WHAT YOU SHOULD DO: Read through the entries below and copy each line where "category" turns up.

[MATERIAL FOR THIS EXERCISE — start]

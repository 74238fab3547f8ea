pub mod booking;
pub mod emergency;
pub mod enums;
pub mod filters;
pub mod professional;
pub mod profile;
pub mod project;
pub mod review;
pub mod service;

pub use booking::*;
pub use emergency::*;
pub use enums::*;
pub use filters::*;
pub use professional::*;
pub use profile::*;
pub use project::*;
pub use review::*;
pub use service::*;

use serde::{Deserialize, Deserializer};

/// The backend reports nullable booleans and arrays; treat `null` as the default.
pub(crate) fn null_as_default<'de, D, T>(deserializer: D) -> Result<T, D::Error>
where
    D: Deserializer<'de>,
    T: Default + Deserialize<'de>,
{
    Ok(Option::<T>::deserialize(deserializer)?.unwrap_or_default())
}

#[cfg(test)]
mod tests {
    use super::*;

    #[test]
    fn professional_row_decodes_backend_listing() {
        let json = r#"{
            "id": "6f1c2f7a-2a55-4a1e-9a53-0c1f4d3c8b11",
            "category": "plumbing",
            "hourly_rate": 75,
            "years_experience": 15,
            "availability": "Available now",
            "verification_badge": null,
            "specialties": null,
            "emergency_available": true,
            "daily_pay_available": null,
            "profile": {"first_name": "Alex", "last_name": "Rivera", "avatar_url": null,
                        "location": "San Francisco, CA", "bio": null, "phone": "+15550001111"},
            "avg_rating": [{"rating": 5}, {"rating": 4}],
            "projects": []
        }"#;

        let row: ProfessionalRow = serde_json::from_str(json).unwrap();
        assert_eq!(row.professional.category, "plumbing");
        assert_eq!(row.professional.hourly_rate, Some(75.0));
        assert!(!row.professional.verification_badge);
        assert!(row.professional.specialties.is_empty());
        assert!(row.professional.emergency_available);
        assert_eq!(row.ratings.len(), 2);
        assert_eq!(row.profile.unwrap().display_name(), "Alex Rivera");
    }

    #[test]
    fn booking_decodes_with_embedded_client() {
        let json = r#"{
            "id": "0b6f7bde-7b8b-4d7e-a2a4-3fd1f1b0e001",
            "professional_id": "0b6f7bde-7b8b-4d7e-a2a4-3fd1f1b0e002",
            "client_id": "0b6f7bde-7b8b-4d7e-a2a4-3fd1f1b0e003",
            "service_id": "0b6f7bde-7b8b-4d7e-a2a4-3fd1f1b0e004",
            "booking_date": "2026-11-02T15:00:00+00:00",
            "status": "confirmed",
            "created_at": "2026-10-01T09:30:00+00:00",
            "client": {"first_name": "Mary", "last_name": null, "location": null, "phone": null}
        }"#;

        let booking: Booking = serde_json::from_str(json).unwrap();
        assert_eq!(booking.status, BookingStatus::Confirmed);
        assert_eq!(booking.client.unwrap().first_name.as_deref(), Some("Mary"));
    }

    #[test]
    fn display_name_renders_missing_parts_empty() {
        let summary = ProfileSummary {
            first_name: Some("Mary".into()),
            ..Default::default()
        };
        assert_eq!(summary.display_name(), "Mary ");
        assert!(!summary.has_phone());
    }
}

[MATERIAL FOR THIS EXERCISE — finish]

OUTPUT OF THE EXERCISE:
            "category": "plumbing",
        assert_eq!(row.professional.category, "plumbing");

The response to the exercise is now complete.